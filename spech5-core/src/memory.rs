//! In-memory backing store.
//!
//! Builds scans from plain values, for tests and for callers that already
//! hold their data in memory.
//!
//! ```
//! use ndarray::array;
//! use spech5_core::memory::{MemoryFile, MemoryScan};
//! use spech5_core::ScanFile;
//!
//! let file = MemoryFile::new("demo.dat").with_scan(
//!     MemoryScan::new("1.1")
//!         .with_header("S", "1 ascan x 0 1 1 0.1")
//!         .with_columns(&["x", "I0"], array![[0.0, 10.0], [1.0, 12.0]]),
//! );
//! assert_eq!(file.scan_keys(), vec!["1.1".to_string()]);
//! ```

use crate::dataset::RawData;
use crate::source::{column_from_matrix, ScanFile, ScanRecord};
use ndarray::{Array2, ArrayView2};
use std::collections::HashMap;

/// A scan held in memory.
#[derive(Debug, Clone, Default)]
pub struct MemoryScan {
    key: String,
    header: HashMap<String, String>,
    file_header: HashMap<String, String>,
    labels: Vec<String>,
    data: Array2<f64>,
    overrides: HashMap<String, RawData>,
    motors: Vec<(String, Option<f64>)>,
    motor_names: Vec<String>,
    mca: Vec<Vec<f64>>,
    mca_header: HashMap<String, String>,
}

impl MemoryScan {
    /// Creates an empty scan.
    #[must_use]
    pub fn new(key: impl Into<String>) -> Self {
        Self {
            key: key.into(),
            data: Array2::zeros((0, 0)),
            ..Self::default()
        }
    }

    /// Sets a scan header line (`S`, `D`, ...).
    #[must_use]
    pub fn with_header(mut self, key: &str, value: &str) -> Self {
        self.header.insert(key.to_string(), value.to_string());
        self
    }

    /// Sets a line of the file header the scan belongs to.
    #[must_use]
    pub fn with_file_header(mut self, key: &str, value: &str) -> Self {
        self.file_header.insert(key.to_string(), value.to_string());
        self
    }

    /// Sets the column labels and the data matrix.
    #[must_use]
    pub fn with_columns(mut self, labels: &[&str], data: Array2<f64>) -> Self {
        self.labels = labels.iter().map(ToString::to_string).collect();
        self.data = data;
        self
    }

    /// Replaces what a column label reads as, with data of any type.
    #[must_use]
    pub fn with_column_data(mut self, label: &str, data: RawData) -> Self {
        self.overrides.insert(label.to_string(), data);
        self
    }

    /// Sets the motors; `None` marks a motor without a recorded position.
    #[must_use]
    pub fn with_motors(mut self, motors: &[(&str, Option<f64>)]) -> Self {
        self.motors = motors
            .iter()
            .map(|(name, position)| ((*name).to_string(), *position))
            .collect();
        self.motor_names = self.motors.iter().map(|(name, _)| name.clone()).collect();
        self
    }

    /// Sets the raw, interleaved MCA spectra.
    #[must_use]
    pub fn with_mca(mut self, spectra: Vec<Vec<f64>>) -> Self {
        self.mca = spectra;
        self
    }

    /// Sets a `#@<key>` line.
    #[must_use]
    pub fn with_mca_header(mut self, key: &str, value: &str) -> Self {
        self.mca_header.insert(key.to_string(), value.to_string());
        self
    }
}

impl ScanRecord for MemoryScan {
    fn key(&self) -> &str {
        &self.key
    }

    fn scan_header(&self, key: &str) -> Option<&str> {
        self.header.get(key).map(String::as_str)
    }

    fn file_header(&self, key: &str) -> Option<&str> {
        self.file_header.get(key).map(String::as_str)
    }

    fn data(&self) -> ArrayView2<'_, f64> {
        self.data.view()
    }

    fn labels(&self) -> &[String] {
        &self.labels
    }

    fn motor_names(&self) -> &[String] {
        &self.motor_names
    }

    fn motor_position_by_name(&self, name: &str) -> Option<f64> {
        self.motors
            .iter()
            .find(|(motor, _)| motor == name)
            .map(|(_, position)| position.unwrap_or(f64::INFINITY))
    }

    fn mca_spectra(&self) -> &[Vec<f64>] {
        &self.mca
    }

    fn mca_header(&self, key: &str) -> Option<&str> {
        self.mca_header.get(key).map(String::as_str)
    }

    fn data_column_by_name(&self, label: &str) -> Option<RawData> {
        if let Some(data) = self.overrides.get(label) {
            return Some(data.clone());
        }
        let index = self.labels.iter().position(|l| l == label)?;
        column_from_matrix(self.data.view(), index)
    }
}

/// A file of in-memory scans.
#[derive(Debug, Clone, Default)]
pub struct MemoryFile {
    filename: String,
    scans: Vec<MemoryScan>,
}

impl MemoryFile {
    /// Creates a file without scans.
    #[must_use]
    pub fn new(filename: impl Into<String>) -> Self {
        Self {
            filename: filename.into(),
            scans: Vec::new(),
        }
    }

    /// Appends a scan.
    #[must_use]
    pub fn with_scan(mut self, scan: MemoryScan) -> Self {
        self.scans.push(scan);
        self
    }
}

impl ScanFile for MemoryFile {
    fn filename(&self) -> &str {
        &self.filename
    }

    fn scan_keys(&self) -> Vec<String> {
        self.scans.iter().map(|s| s.key.clone()).collect()
    }

    fn scan(&self, key: &str) -> Option<&dyn ScanRecord> {
        self.scans
            .iter()
            .find(|s| s.key == key)
            .map(|s| s as &dyn ScanRecord)
    }
}

#[cfg(test)]
mod tests {
    use super::*;
    use ndarray::array;

    fn scan() -> MemoryScan {
        MemoryScan::new("3.1")
            .with_header("S", "3 ascan x 0 1 1 0.1")
            .with_file_header("D", "Thu Feb 11 09:54:35 2016")
            .with_columns(&["x", "det"], array![[0.0, 5.0], [1.0, 7.0]])
            .with_motors(&[("x", Some(0.5)), ("slit", None)])
    }

    #[test]
    fn test_headers() {
        let scan = scan();
        assert_eq!(scan.scan_header("S"), Some("3 ascan x 0 1 1 0.1"));
        assert_eq!(scan.scan_header("D"), None);
        assert_eq!(scan.file_header("D"), Some("Thu Feb 11 09:54:35 2016"));
    }

    #[test]
    fn test_columns() {
        let scan = scan();
        assert_eq!(scan.data_lines(), 2);
        assert_eq!(
            scan.data_column_by_name("det"),
            Some(RawData::from(array![5.0, 7.0]))
        );
        assert_eq!(scan.data_column_by_name("missing"), None);

        let scan = scan.with_column_data("det", RawData::from("text"));
        assert_eq!(scan.data_column_by_name("det"), Some(RawData::from("text")));
    }

    #[test]
    fn test_motor_positions() {
        let scan = scan();
        assert_eq!(scan.motor_names(), &["x".to_string(), "slit".to_string()]);
        assert_eq!(scan.motor_position_by_name("x"), Some(0.5));
        assert_eq!(scan.motor_position_by_name("slit"), Some(f64::INFINITY));
        assert_eq!(scan.motor_position_by_name("nope"), None);
    }

    #[test]
    fn test_mca_defaults() {
        let scan = scan().with_mca(vec![vec![1.0, 2.0, 3.0]; 4]);
        assert_eq!(scan.analyser_count().unwrap(), 2);
        assert_eq!(scan.mca_calibration().unwrap(), [0.0, 1.0, 0.0]);
        assert_eq!(scan.mca_channels().unwrap(), vec![0.0, 1.0, 2.0]);
        assert_eq!(scan.mca_timing().unwrap(), None);

        let scan = scan.with_mca_header("CTIME", "1 2 3");
        assert!(scan.mca_timing().unwrap().is_some());
    }

    #[test]
    fn test_file_lookup() {
        let file = MemoryFile::new("f.dat").with_scan(scan());
        assert_eq!(file.filename(), "f.dat");
        assert!(file.contains_scan("3.1"));
        assert!(!file.contains_scan("1.1"));
        assert_eq!(file.scan("3.1").map(|s| s.key()), Some("3.1"));
    }
}
use async_graphql::{Enum, SimpleObject};
use chrono::{DateTime, Utc};
use serde::{Deserialize, Serialize};
use uuid::Uuid;

#[derive(Clone, Debug, PartialEq, Eq, Deserialize, Serialize, SimpleObject)]
pub struct Quiz {
    pub id: String,
    pub user_id: String,
    pub course_id: String,
    pub name: String,
    pub subject_ids: Vec<String>,
    pub material_ids: Vec<String>,
    pub snippet_ids: Vec<String>, // Selected by the sampler, in draw order
    pub quiz_length: i64,
    pub options_per_question: i16,
    pub optimize_learning: bool,
    pub status: QuizStatus,
    pub completed_at: Option<DateTime<Utc>>,
    #[serde(skip_serializing_if = "Option::is_none")]
    pub created_at: Option<DateTime<Utc>>,
}

#[derive(Clone, Debug, PartialEq, Eq, Deserialize, Serialize, Enum, Copy)]
pub enum QuizStatus {
    Pending,  // Snippets sampled, waiting for generated questions
    Ready,    // Questions attached, can be taken
    Complete, // Submitted, immutable
}

impl QuizStatus {
    pub fn as_str(&self) -> &'static str {
        match self {
            QuizStatus::Pending => "Pending",
            QuizStatus::Ready => "Ready",
            QuizStatus::Complete => "Complete",
        }
    }
}

pub struct NewQuiz<'a> {
    pub user_id: &'a str,
    pub course_id: &'a str,
    pub name: &'a str,
    pub subject_ids: Vec<String>,
    pub material_ids: Vec<String>,
    pub quiz_length: i64,
    pub options_per_question: i16,
}

impl Quiz {
    pub fn new_pending(
        new: NewQuiz<'_>,
        snippet_ids: Vec<String>,
        optimize_learning: bool,
        now: DateTime<Utc>,
    ) -> Self {
        Quiz {
            id: Uuid::new_v4().to_string(),
            user_id: new.user_id.to_string(),
            course_id: new.course_id.to_string(),
            name: new.name.to_string(),
            subject_ids: new.subject_ids,
            material_ids: new.material_ids,
            snippet_ids,
            quiz_length: new.quiz_length,
            options_per_question: new.options_per_question,
            optimize_learning,
            status: QuizStatus::Pending,
            completed_at: None,
            created_at: Some(now),
        }
    }

    pub fn is_complete(&self) -> bool {
        self.status == QuizStatus::Complete || self.completed_at.is_some()
    }

    /// Questions exist once the quiz has left `Pending`.
    pub fn has_questions(&self) -> bool {
        matches!(self.status, QuizStatus::Ready | QuizStatus::Complete)
    }

    pub fn question_count(&self) -> usize {
        self.snippet_ids.len()
    }
}
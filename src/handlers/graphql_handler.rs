use actix_web::{get, post, web, HttpResponse};
use async_graphql::http::GraphiQLSource;
use async_graphql_actix_web::{GraphQLRequest, GraphQLResponse};

use crate::graphql::Schema;

#[post("/graphql")]
pub async fn graphql(schema: web::Data<Schema>, request: GraphQLRequest) -> GraphQLResponse {
    schema.execute(request.into_inner()).await.into()
}

#[get("/graphiql")]
pub async fn graphiql() -> HttpResponse {
    HttpResponse::Ok()
        .content_type("text/html; charset=utf-8")
        .body(GraphiQLSource::build().endpoint("/graphql").finish())
}
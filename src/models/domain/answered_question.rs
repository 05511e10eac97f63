use std::collections::HashSet;

use chrono::{DateTime, Utc};
use serde::{Deserialize, Serialize};
use uuid::Uuid;

use crate::models::domain::Snippet;

/// One generated quiz question and, once the quiz is submitted, the user's answer to it.
///
/// Rows written before snippets existed only carry `topic_id`; newer rows carry
/// `snippet_id` and a copy of the snippet's topic. See [`AnsweredQuestion::links_to_topic`].
#[derive(Clone, Debug, PartialEq, Eq, Deserialize, Serialize)]
pub struct AnsweredQuestion {
    pub id: String,
    pub quiz_id: String,
    pub user_id: String,
    pub snippet_id: Option<String>,
    pub topic_id: Option<String>,
    pub prompt: String,
    pub choices: Vec<String>,
    pub correct_choice: i16,
    pub chosen_choice: Option<i16>,
    /// Unset until the owning quiz is submitted.
    pub is_correct: Option<bool>,
    /// Copy of the owning quiz's `completed_at`, written in the submission transaction.
    pub quiz_completed_at: Option<DateTime<Utc>>,
    #[serde(skip_serializing_if = "Option::is_none")]
    pub created_at: Option<DateTime<Utc>>,
}

/// A graded answer ready to be written by the submission sink.
#[derive(Clone, Debug, PartialEq, Eq)]
pub struct GradedAnswer {
    pub question_id: String,
    pub chosen_choice: i16,
    pub is_correct: bool,
}

/// Tri-state view of [`AnsweredQuestion::is_correct`].
#[derive(Clone, Copy, Debug, PartialEq, Eq)]
pub enum Correctness {
    Correct,
    Incorrect,
    Unanswered,
}

impl AnsweredQuestion {
    pub fn for_snippet(
        quiz_id: &str,
        user_id: &str,
        snippet: &Snippet,
        prompt: &str,
        choices: Vec<String>,
        correct_choice: i16,
    ) -> Self {
        AnsweredQuestion {
            id: Uuid::new_v4().to_string(),
            quiz_id: quiz_id.to_string(),
            user_id: user_id.to_string(),
            snippet_id: Some(snippet.id.clone()),
            topic_id: Some(snippet.topic_id.clone()),
            prompt: prompt.to_string(),
            choices,
            correct_choice,
            chosen_choice: None,
            is_correct: None,
            quiz_completed_at: None,
            created_at: Some(Utc::now()),
        }
    }

    pub fn correctness(&self) -> Correctness {
        match self.is_correct {
            Some(true) => Correctness::Correct,
            Some(false) => Correctness::Incorrect,
            None => Correctness::Unanswered,
        }
    }

    /// Snippet linkage wins whenever the question carries a snippet id. The direct
    /// topic id is only consulted for rows that have no snippet id at all.
    pub fn links_to_topic(&self, topic_id: &str, topic_snippet_ids: &HashSet<String>) -> bool {
        match &self.snippet_id {
            Some(snippet_id) => topic_snippet_ids.contains(snippet_id),
            None => self.topic_id.as_deref() == Some(topic_id),
        }
    }

    pub fn is_choice_in_range(&self, choice: i16) -> bool {
        choice >= 0 && (choice as usize) < self.choices.len()
    }
}
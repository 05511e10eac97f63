use std::sync::Arc;

use crate::{
    config::Config,
    db::Database,
    errors::AppResult,
    repositories::{
        HistoryRepository, MongoHistoryRepository, MongoQuizRepository, MongoSnippetRepository,
        QuizRepository, SnippetRepository,
    },
    services::{
        adaptive_sampler::AdaptiveSampler,
        mastery_engine::MasteryEngine,
        progress_service::ProgressService,
        quiz_service::{QuizDefaults, QuizService},
    },
};

#[derive(Clone)]
pub struct AppState {
    pub quiz_service: Arc<QuizService>,
    pub progress_service: Arc<ProgressService>,
    pub mastery_engine: Arc<MasteryEngine>,
    /// `None` when the state is built over non-Mongo repositories.
    pub db: Option<Database>,
    pub config: Arc<Config>,
}

impl AppState {
    pub async fn new(config: Config) -> AppResult<Self> {
        let db = Database::connect(&config).await?;

        let history_repository = Arc::new(MongoHistoryRepository::new(&db));
        history_repository.ensure_indexes().await?;

        let snippet_repository = Arc::new(MongoSnippetRepository::new(&db));
        snippet_repository.ensure_indexes().await?;

        let quiz_repository = Arc::new(MongoQuizRepository::new(&db));
        quiz_repository.ensure_indexes().await?;

        let mut state = Self::with_repositories(
            config,
            quiz_repository,
            history_repository,
            snippet_repository,
        );
        state.db = Some(db);
        Ok(state)
    }

    /// Wires the services over any repository implementations.
    pub fn with_repositories(
        config: Config,
        quizzes: Arc<dyn QuizRepository>,
        history: Arc<dyn HistoryRepository>,
        snippets: Arc<dyn SnippetRepository>,
    ) -> Self {
        let mastery_engine = Arc::new(MasteryEngine::new(history.clone()));
        let sampler = Arc::new(AdaptiveSampler::new(mastery_engine.clone()));

        let defaults = QuizDefaults {
            quiz_length: config.default_quiz_length,
            options_per_question: config.default_options_per_question,
            sampler_seed: config.sampler_seed,
        };

        let quiz_service = Arc::new(QuizService::new(
            quizzes,
            history,
            snippets.clone(),
            sampler,
            defaults,
        ));
        let progress_service = Arc::new(ProgressService::new(mastery_engine.clone(), snippets));

        Self {
            quiz_service,
            progress_service,
            mastery_engine,
            db: None,
            config: Arc::new(config),
        }
    }
}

▸ **Activity**
What is the number of lines in the records that include "MasteryEngine"? Answer with that number alone.

▸ **Exercise solution**
3